The SMS package also can predict lag times in production and identify bottlenecks. An animation feature allows Chrysler to validate cycle times and to discover system-related issues even before the machinery is made, Harlow noted.
The $300 million Kokomo revamp is part of a $1.3 billion investment, Harlow explained. He said Chrysler will employ the SMS 3-D package as it readies its North American powertrain facilities—Trenton, Dundee, and Mack Ave. in Michigan; Saltillo, Mexico; as well as Kokomo—for new product programs and increased production volumes. Kokomo capacity is planned for 800,000 nine-speeds and 450,000 eight-speed units.
According to Harlow, 4% of the total Kokomo investment represents engineering costs, expected to drop to 3% through the use of the 3-D package. Kokomo will produce most of the nine- and eight-speed ZF transmissions used by Chrysler, augmented by ZF’s own transmission plant in Greenville, SC, also supplying complete units as well as component sets for Kokomo.

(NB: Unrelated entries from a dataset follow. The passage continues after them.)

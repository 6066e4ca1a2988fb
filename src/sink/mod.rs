//! Durable result log.
//!
//! An append-only CSV file, one row per probe, header first. The log is the
//! single source of truth for what has been measured so far: the run-number
//! estimator derives the rotation state from it on every iteration, so it is
//! never rewritten or compacted, only appended to.

use std::fs::{File, OpenOptions};
use std::io::{BufReader, ErrorKind};
use std::path::{Path, PathBuf};

use anyhow::{Context, Result};
use tracing::debug;

use crate::record::{ResultRecord, HEADER};

/// Append-only CSV store for probe results.
pub struct ResultLog {
    path: PathBuf,
}

impl ResultLog {
    pub fn new(path: impl Into<PathBuf>) -> Self {
        Self { path: path.into() }
    }

    pub fn path(&self) -> &Path {
        &self.path
    }

    /// Append the records in order, creating the file and writing the header
    /// row first if the file is absent or empty.
    ///
    /// Fields containing the delimiter, the quote character, or line breaks
    /// are quoted with the quote character doubled.
    pub fn append(&self, records: &[ResultRecord]) -> Result<()> {
        let needs_header = match std::fs::metadata(&self.path) {
            Ok(meta) => meta.len() == 0,
            Err(e) if e.kind() == ErrorKind::NotFound => true,
            Err(e) => {
                return Err(e)
                    .with_context(|| format!("inspecting result log {}", self.path.display()))
            }
        };

        let file = OpenOptions::new()
            .create(true)
            .append(true)
            .open(&self.path)
            .with_context(|| format!("opening result log {}", self.path.display()))?;

        let mut writer = csv::WriterBuilder::new()
            .has_headers(false)
            .from_writer(file);

        if needs_header {
            writer.write_record(HEADER).context("writing log header")?;
        }

        for record in records {
            writer
                .write_record(record.fields())
                .context("writing result row")?;
        }

        writer.flush().context("flushing result log")?;

        Ok(())
    }

    /// Every parsable row of the log, header included as the first entry.
    ///
    /// An absent file yields an empty list. Rows that cannot be parsed
    /// (including a trailing row left half-written by a crashed run) are
    /// skipped, never an error: the reader must stay usable on a log it does
    /// not fully trust.
    pub fn read_all(&self) -> Result<Vec<csv::StringRecord>> {
        let file = match File::open(&self.path) {
            Ok(f) => f,
            Err(e) if e.kind() == ErrorKind::NotFound => return Ok(Vec::new()),
            Err(e) => {
                return Err(e)
                    .with_context(|| format!("opening result log {}", self.path.display()))
            }
        };

        let mut reader = csv::ReaderBuilder::new()
            .has_headers(false)
            .flexible(true)
            .from_reader(BufReader::new(file));

        let mut rows = Vec::new();
        for result in reader.records() {
            match result {
                Ok(row) => rows.push(row),
                Err(e) => debug!(error = %e, "skipping unreadable log row"),
            }
        }

        Ok(rows)
    }
}
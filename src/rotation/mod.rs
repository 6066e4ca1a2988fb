//! Measurement scheduling and rotation.
//!
//! The rotation state is never persisted on its own: [`estimate`] folds the
//! durable result log into a run number on every iteration, and [`plan`]
//! turns that number plus the current configuration into the ordered probe
//! list. Restarts, crashes, and configuration changes therefore can never
//! desynchronize planning from what was actually measured.

pub mod estimate;
pub mod plan;

pub use self::estimate::estimate;
pub use self::plan::{plan, Target};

PSA using Delmia 3-D in powertrain ops
While Chrysler claims its use of the SMS 3-D package is a first for a mainstream powertrain plant, competitors offer and have deployed systems with similar capability. Earlier this year, PSA Peugeot-Citroën announced that it had deployed Dassault Systemes’ Delmia 3-D-based software in its powertrain group to support the launch of a new dual-clutch transmission. PSA engineers say the Delmia package allows them to make significant changes early in the powertrain manufacturing process without affecting the production schedule. It also can evaluate production costs early in the development process, the companies claim.
Chrysler was an early adopter of Dassault’s CATIA, and in 1995 the two companies together launched the Chrysler Digital Manufacturing Process System (DMAPS), designed as a fully computerized end-to-end product and process management system that enabled Chrysler to design, build, and run a "virtual manufacturing process," simulating the plant processes before the fresh concrete of the shop floor was even dry.